[tarantool-patches] Re: [PATCH 2/2] sql: make aggregate functions types more strict

Tue Apr 9 17:52:41 MSK 2019

Firstly, please consider Konstantin’s comments.

Then, I’ve found assertion fault:

tarantool> create table t(id int primary key, b scalar)
tarantool> insert into t values(1, 1), (2, '1'), (3, 4.123)
tarantool> select min(b) from t
Assertion failed: (((p->szMalloc > 0 && p->z == p->zMalloc) ? 1 : 0) + ((p->flags & MEM_Dyn) != 0 ? 1 : 0) + ((p->flags & MEM_Ephem) != 0 ? 1 : 0) + ((p->flags & MEM_Static) != 0 ? 1 : 0) == 1), function sqlVdbeCheckMemInvariants, file /Users/n.pettik/tarantool/src/box/sql/vdbemem.c, line 87.
Abort trap: 6

tarantool> create table t(id int primary key, a int, b text)
tarantool> insert into t values(1,1,'1’)
tarantool> select sum(b) from t
---
- metadata:
  - name: sum(b)
    type: number
  rows:
  - [1]
…

So, your statement below that SUM accepts only numeric arguments
is false. If string can be converted to number, it is OK:

tarantool> select a=b from t;
---
- metadata:
  - name: a=b
    type: integer
  rows:
  - [1]
…

Next:

tarantool> select min(b) from t
---
- metadata:
  - name: min(b)
    type: scalar
  rows:
  - ['1']
…

Could you please fix this behaviour (scalar->int) in a separate patch?
If it is not that easy, file a ticket.

> diff --git a/src/box/sql/func.c b/src/box/sql/func.c
> index b1bfc886e..379f28252 100644
> --- a/src/box/sql/func.c
> +++ b/src/box/sql/func.c
> @@ -45,6 +45,17 @@
> #include <unicode/uchar.h>
> #include <unicode/ucol.h>
> 
> +/*

/**

> + * This structure is for keeping context during work of
> + * aggregate function.
> + */
> +struct aggregate_context {

Let’s change name to minmax_context.

> +    /** Value being aggregated. (e.g. current MAX or current counter value). */
> +    Mem value;
> +    /** Reference value to keep track of previous argument's type. */
> +    Mem reference_value;
> +};

I agree that keeping struct Men is too much (especially as values not as pointers).
We need only type of that value. What is more, you need only one member:
“value being aggregated” comes from argv[0].

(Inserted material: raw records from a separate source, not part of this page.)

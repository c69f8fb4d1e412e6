//! Change-notification fan-out.
//!
//! Each store owns one notifier. The commit path hands a change to the
//! notifier with a non-blocking send into a bounded queue; a forwarder
//! task fans it out to every registered listener, again non-blocking.
//! A full queue drops the newest change and logs it; notifications are
//! best-effort and must never block or slow a commit.

use crate::config::StoreConfig;
use crate::store::LogicalStore;
use crate::tree::DataTree;
use parking_lot::RwLock;
use std::collections::HashMap;
use std::sync::atomic::{AtomicU64, Ordering};
use std::sync::Arc;
use tokio::sync::mpsc;

/// A committed change to a store, delivered to listeners in commit order.
#[derive(Debug, Clone)]
pub struct DataTreeChange {
    /// Which store committed.
    pub store: LogicalStore,
    /// The version produced by the commit.
    pub version: u64,
    /// The committed tree.
    pub tree: DataTree,
}

struct NotifierInner {
    store: LogicalStore,
    listener_capacity: usize,
    listeners: RwLock<HashMap<u64, mpsc::Sender<DataTreeChange>>>,
    next_listener_id: AtomicU64,
    dropped_total: AtomicU64,
}

/// Handle returned by listener registration; dropping it unsubscribes.
pub struct ListenerHandle {
    id: u64,
    inner: Arc<NotifierInner>,
}

impl Drop for ListenerHandle {
    fn drop(&mut self) {
        self.inner.listeners.write().remove(&self.id);
    }
}

/// Bounded, asynchronous change fan-out for one store.
pub struct ChangeNotifier {
    inner: Arc<NotifierInner>,
    queue_tx: mpsc::Sender<DataTreeChange>,
}

impl ChangeNotifier {
    /// Creates the notifier and spawns its forwarder task.
    ///
    /// Fan-out preserves commit order, so exactly one forwarder drains the
    /// queue regardless of the configured pool size.
    pub fn new(store: LogicalStore, config: &StoreConfig) -> Self {
        if config.max_data_change_executor_pool_size > 1 {
            tracing::warn!(
                "{} notifier: pool size {} clamped to 1 to preserve commit order",
                store,
                config.max_data_change_executor_pool_size
            );
        }

        let inner = Arc::new(NotifierInner {
            store,
            listener_capacity: config.listener_queue_capacity(),
            listeners: RwLock::new(HashMap::new()),
            next_listener_id: AtomicU64::new(1),
            dropped_total: AtomicU64::new(0),
        });

        let (queue_tx, mut queue_rx) = mpsc::channel(config.executor_queue_capacity());

        let forwarder = inner.clone();
        tokio::spawn(async move {
            while let Some(change) = queue_rx.recv().await {
                forwarder.fan_out(change);
            }
            tracing::debug!("{} notifier stopped", forwarder.store);
        });

        Self { inner, queue_tx }
    }

    /// Registers a listener, returning its handle and change stream.
    pub fn register_listener(&self) -> (ListenerHandle, mpsc::Receiver<DataTreeChange>) {
        let (tx, rx) = mpsc::channel(self.inner.listener_capacity);
        let id = self.inner.next_listener_id.fetch_add(1, Ordering::Relaxed);
        self.inner.listeners.write().insert(id, tx);
        (
            ListenerHandle {
                id,
                inner: self.inner.clone(),
            },
            rx,
        )
    }

    /// Hands a committed change to the forwarder without blocking.
    pub fn publish(&self, change: DataTreeChange) {
        if let Err(mpsc::error::TrySendError::Full(change)) = self.queue_tx.try_send(change) {
            self.inner.dropped_total.fetch_add(1, Ordering::Relaxed);
            tracing::warn!(
                "{} notifier queue full, dropping change for version {}",
                self.inner.store,
                change.version
            );
        }
    }

    /// Returns the number of registered listeners.
    pub fn listener_count(&self) -> usize {
        self.inner.listeners.read().len()
    }

    /// Returns the number of changes dropped at the forwarder queue.
    pub fn dropped_total(&self) -> u64 {
        self.inner.dropped_total.load(Ordering::Relaxed)
    }
}

impl NotifierInner {
    fn fan_out(&self, change: DataTreeChange) {
        let mut closed = Vec::new();
        {
            let listeners = self.listeners.read();
            for (id, tx) in listeners.iter() {
                match tx.try_send(change.clone()) {
                    Ok(()) => {}
                    Err(mpsc::error::TrySendError::Full(_)) => {
                        self.dropped_total.fetch_add(1, Ordering::Relaxed);
                        tracing::warn!(
                            "{} listener {} queue full, dropping change for version {}",
                            self.store,
                            id,
                            change.version
                        );
                    }
                    Err(mpsc::error::TrySendError::Closed(_)) => closed.push(*id),
                }
            }
        }
        if !closed.is_empty() {
            let mut listeners = self.listeners.write();
            for id in closed {
                listeners.remove(&id);
            }
        }
    }
}

#[cfg(test)]
mod tests {
    use super::*;
    use confplane_schema::DataPath;
    use serde_json::json;

    fn change(version: u64) -> DataTreeChange {
        let mut tree = DataTree::new();
        tree.put(&DataPath::parse("/v").unwrap(), &json!(version));
        DataTreeChange {
            store: LogicalStore::Operational,
            version,
            tree,
        }
    }

    #[tokio::test]
    async fn test_listener_receives_in_order() {
        let notifier = ChangeNotifier::new(LogicalStore::Operational, &StoreConfig::default());
        let (_handle, mut rx) = notifier.register_listener();

        notifier.publish(change(1));
        notifier.publish(change(2));

        assert_eq!(rx.recv().await.unwrap().version, 1);
        assert_eq!(rx.recv().await.unwrap().version, 2);
    }

    #[tokio::test]
    async fn test_drop_handle_unsubscribes() {
        let notifier = ChangeNotifier::new(LogicalStore::Configuration, &StoreConfig::default());
        let (handle, _rx) = notifier.register_listener();
        assert_eq!(notifier.listener_count(), 1);

        drop(handle);
        assert_eq!(notifier.listener_count(), 0);
    }

    #[tokio::test]
    async fn test_full_listener_queue_drops_not_blocks() {
        let config = StoreConfig {
            max_data_change_listener_queue_size: 1,
            ..Default::default()
        };
        let notifier = ChangeNotifier::new(LogicalStore::Operational, &config);
        let (_handle, mut rx) = notifier.register_listener();

        // Nobody drains rx; flood well past every queue bound. publish()
        // must never block the caller.
        for version in 1..=16 {
            notifier.publish(change(version));
            tokio::task::yield_now().await;
        }

        // The first change made it through; later ones were dropped.
        assert_eq!(rx.recv().await.unwrap().version, 1);
        assert!(notifier.dropped_total() > 0);
    }
}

> @@ -1588,16 +1604,57 @@ static void
> minmaxStep(sql_context *context, int not_used, sql_value **argv)
> {
> 	UNUSED_PARAMETER(not_used);
> -	sql_value *arg = argv[0];
> -	sql_value *best = sql_aggregate_context(context, sizeof(*best));
> +	struct aggregate_context *aggr_context =
> +		(struct aggregate_context *) sql_aggregate_context(context,
> +								   sizeof(*aggr_context));

This way looks better:

@@ -1604,9 +1604,8 @@ static void
 minmaxStep(sql_context *context, int not_used, sql_value **argv)
 {
        UNUSED_PARAMETER(not_used);
-       struct aggregate_context *aggr_context =
-               (struct aggregate_context *) sql_aggregate_context(context,
-                                                                  sizeof(*aggr_context));
+       struct aggregate_context *aggr_context = (struct aggregate_context *)
+               sql_aggregate_context(context, sizeof(*aggr_context));
        if (aggr_context == NULL)
                retur

> +	if (aggr_context == NULL)
> +		return;
> 
> +	sql_value *arg = argv[0];
> +	sql_value *best = &(aggr_context->value);
> 	if (best == NULL)
> 		return;
> 
> -	if (sql_value_type(argv[0]) == SQL_NULL) {
> +	enum sql_type sql_type = sql_value_type(arg);
> +
> +	if (sql_type == SQL_NULL) {
> 		if (best->flags != 0)
> 			sqlSkipAccumulatorLoad(context);
> 	} else if (best->flags != 0) {
> +		/*
> +		 * During proceeding of the function, arguments
> +		 * of different types may be encountered (if
> +		 * SCALAR type column is proceeded). Some types
> +		 * are compatible (INTEGER and FLOAT) and others
> +		 * are not (TEXT and BLOB are not compatible with
> +		 * any other type). In the later case an error
> +		 * is raised.
> +		 */
> +		sql_value *reference_value = &aggr_context->reference_value;
> +		if (reference_value->flags == 0)
> +			sqlVdbeMemCopy(reference_value, arg);

AFAIR flags == 0 is a situation when we are processing first
entry (i.e. aggregate_context is initialised right now).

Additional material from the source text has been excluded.